● TASK DETAILS: Transcribe the entries below exactly as they appear.

[Stored items]
*** Block opens ***
//! Resource reconcilers
//!
//! One reconciler per Kubernetes kind. Each renders its object from the
//! container definition and exposes create / update / delete. Updates are
//! read-modify-write against the live object so fields written by other
//! controllers survive; write conflicts are surfaced, not retried.

pub mod cronjob;
pub mod deployment;
pub mod hpa;
pub mod ingress;
pub mod pvc;
pub mod service;
pub mod statefulset;

#[cfg(test)]
mod hpa_test;
#[cfg(test)]
mod pvc_test;

use crate::cluster::{ClusterApi, ResourceKind};
use crate::error::ReconcileError;
use crate::manifest::Definition;
use k8s_openapi::apimachinery::pkg::apis::meta::v1::ObjectMeta;
use std::sync::Arc;

pub use cronjob::CronJobReconciler;
pub use deployment::DeploymentReconciler;
pub use hpa::HpaReconciler;
pub use ingress::{CustomDomainReconciler, IngressReconciler};
pub use pvc::PvcReconciler;
pub use service::ServiceReconciler;
pub use statefulset::StatefulSetReconciler;

/// Create, update and delete one kind of object for a container
#[async_trait::async_trait]
pub trait ResourceReconciler: Send + Sync {
    /// Primary kind this reconciler writes
    fn kind(&self) -> ResourceKind;

    /// Write the object for a new container
    async fn create(&self, definition: &Definition<'_>, name: &str, namespace: &str) -> Result<(), ReconcileError>;

    /// Bring the live object in line with the definition
    async fn update(&self, definition: &Definition<'_>, name: &str, namespace: &str) -> Result<(), ReconcileError>;

    /// Deleting something already absent succeeds
    async fn delete(&self, name: &str, namespace: &str) -> Result<(), ReconcileError>;
}

/// All resource reconcilers sharing one cluster client
#[derive(Debug, Clone)]
pub struct ResourceReconcilers {
    /// Deployment workloads
    pub deployment: DeploymentReconciler,
    /// StatefulSet workloads
    pub statefulset: StatefulSetReconciler,
    /// CronJob workloads
    pub cronjob: CronJobReconciler,
    /// Primary and headless Services
    pub service: ServiceReconciler,
    /// HorizontalPodAutoscaler
    pub hpa: HpaReconciler,
    /// PersistentVolumeClaims, including StatefulSet claims
    pub pvc: PvcReconciler,
    /// Path or subdomain Ingress
    pub ingress: IngressReconciler,
    /// Custom domain Ingress
    pub custom_domain: CustomDomainReconciler,
}

impl ResourceReconcilers {
    /// Build every reconciler over one cluster client
    pub fn new(cluster: Arc<dyn ClusterApi>) -> Self {
        Self {
            deployment: DeploymentReconciler::new(cluster.clone()),
            statefulset: StatefulSetReconciler::new(cluster.clone()),
            cronjob: CronJobReconciler::new(cluster.clone()),
            service: ServiceReconciler::new(cluster.clone()),
            hpa: HpaReconciler::new(cluster.clone()),
            pvc: PvcReconciler::new(cluster.clone()),
            ingress: IngressReconciler::new(cluster.clone()),
            custom_domain: CustomDomainReconciler::new(cluster),
        }
    }
}

/// Keep the live identity (resourceVersion, uid, foreign labels and
/// annotations) on an object we are about to replace
pub(crate) fn adopt_metadata(live: ObjectMeta, desired: ObjectMeta) -> ObjectMeta {
    let mut merged = live;
    merged
        .labels
        .get_or_insert_with(Default::default)
        .extend(desired.labels.unwrap_or_default());
    if let Some(annotations) = desired.annotations {
        merged.annotations.get_or_insert_with(Default::default).extend(annotations);
    }
    merged.managed_fields = None;
    merged
}

/// Parse a storage quantity into mebibytes
///
/// Handles binary (`Ki`, `Mi`, `Gi`, `Ti`) and decimal (`k`, `M`, `G`, `T`)
/// suffixes and plain byte counts.
pub(crate) fn quantity_mebibytes(quantity: &str) -> Option<f64> {
    const MIB: f64 = 1024.0 * 1024.0;
    let quantity = quantity.trim();
    let split = quantity
        .find(|c: char| c.is_ascii_alphabetic())
        .unwrap_or(quantity.len());
    let (number, suffix) = quantity.split_at(split);
    let number: f64 = number.parse().ok()?;
    let bytes = match suffix {
        "" => 1.0,
        "Ki" => 1024.0,
        "Mi" => MIB,
        "Gi" => MIB * 1024.0,
        "Ti" => MIB * 1024.0 * 1024.0,
        "k" => 1e3,
        "M" => 1e6,
        "G" => 1e9,
        "T" => 1e12,
        _ => return None,
    };
    Some(number * bytes / MIB)
}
*** Block closes ***
● EXPECTED ANSWER:
//! Resource reconcilers
//!
//! One reconciler per Kubernetes kind. Each renders its object from the
//! container definition and exposes create / update / delete. Updates are
//! read-modify-write against the live object so fields written by other
//! controllers survive; write conflicts are surfaced, not retried.

pub mod cronjob;
pub mod deployment;
pub mod hpa;
pub mod ingress;
pub mod pvc;
pub mod service;
pub mod statefulset;

#[cfg(test)]
mod hpa_test;
#[cfg(test)]
mod pvc_test;

use crate::cluster::{ClusterApi, ResourceKind};
use crate::error::ReconcileError;
use crate::manifest::Definition;
use k8s_openapi::apimachinery::pkg::apis::meta::v1::ObjectMeta;
use std::sync::Arc;

pub use cronjob::CronJobReconciler;
pub use deployment::DeploymentReconciler;
pub use hpa::HpaReconciler;
pub use ingress::{CustomDomainReconciler, IngressReconciler};
pub use pvc::PvcReconciler;
pub use service::ServiceReconciler;
pub use statefulset::StatefulSetReconciler;

/// Create, update and delete one kind of object for a container
#[async_trait::async_trait]
pub trait ResourceReconciler: Send + Sync {
    /// Primary kind this reconciler writes
    fn kind(&self) -> ResourceKind;

    /// Write the object for a new container
    async fn create(&self, definition: &Definition<'_>, name: &str, namespace: &str) -> Result<(), ReconcileError>;

    /// Bring the live object in line with the definition
    async fn update(&self, definition: &Definition<'_>, name: &str, namespace: &str) -> Result<(), ReconcileError>;

    /// Deleting something already absent succeeds
    async fn delete(&self, name: &str, namespace: &str) -> Result<(), ReconcileError>;
}

/// All resource reconcilers sharing one cluster client
#[derive(Debug, Clone)]
pub struct ResourceReconcilers {
    /// Deployment workloads
    pub deployment: DeploymentReconciler,
    /// StatefulSet workloads
    pub statefulset: StatefulSetReconciler,
    /// CronJob workloads
    pub cronjob: CronJobReconciler,
    /// Primary and headless Services
    pub service: ServiceReconciler,
    /// HorizontalPodAutoscaler
    pub hpa: HpaReconciler,
    /// PersistentVolumeClaims, including StatefulSet claims
    pub pvc: PvcReconciler,
    /// Path or subdomain Ingress
    pub ingress: IngressReconciler,
    /// Custom domain Ingress
    pub custom_domain: CustomDomainReconciler,
}

impl ResourceReconcilers {
    /// Build every reconciler over one cluster client
    pub fn new(cluster: Arc<dyn ClusterApi>) -> Self {
        Self {
            deployment: DeploymentReconciler::new(cluster.clone()),
            statefulset: StatefulSetReconciler::new(cluster.clone()),
            cronjob: CronJobReconciler::new(cluster.clone()),
            service: ServiceReconciler::new(cluster.clone()),
            hpa: HpaReconciler::new(cluster.clone()),
            pvc: PvcReconciler::new(cluster.clone()),
            ingress: IngressReconciler::new(cluster.clone()),
            custom_domain: CustomDomainReconciler::new(cluster),
        }
    }
}

/// Keep the live identity (resourceVersion, uid, foreign labels and
/// annotations) on an object we are about to replace
pub(crate) fn adopt_metadata(live: ObjectMeta, desired: ObjectMeta) -> ObjectMeta {
    let mut merged = live;
    merged
        .labels
        .get_or_insert_with(Default::default)
        .extend(desired.labels.unwrap_or_default());
    if let Some(annotations) = desired.annotations {
        merged.annotations.get_or_insert_with(Default::default).extend(annotations);
    }
    merged.managed_fields = None;
    merged
}

/// Parse a storage quantity into mebibytes
///
/// Handles binary (`Ki`, `Mi`, `Gi`, `Ti`) and decimal (`k`, `M`, `G`, `T`)
/// suffixes and plain byte counts.
pub(crate) fn quantity_mebibytes(quantity: &str) -> Option<f64> {
    const MIB: f64 = 1024.0 * 1024.0;
    let quantity = quantity.trim();
    let split = quantity
        .find(|c: char| c.is_ascii_alphabetic())
        .unwrap_or(quantity.len());
    let (number, suffix) = quantity.split_at(split);
    let number: f64 = number.parse().ok()?;
    let bytes = match suffix {
        "" => 1.0,
        "Ki" => 1024.0,
        "Mi" => MIB,
        "Gi" => MIB * 1024.0,
        "Ti" => MIB * 1024.0 * 1024.0,
        "k" => 1e3,
        "M" => 1e6,
        "G" => 1e9,
        "T" => 1e12,
        _ => return None,
    };
    Some(number * bytes / MIB)
}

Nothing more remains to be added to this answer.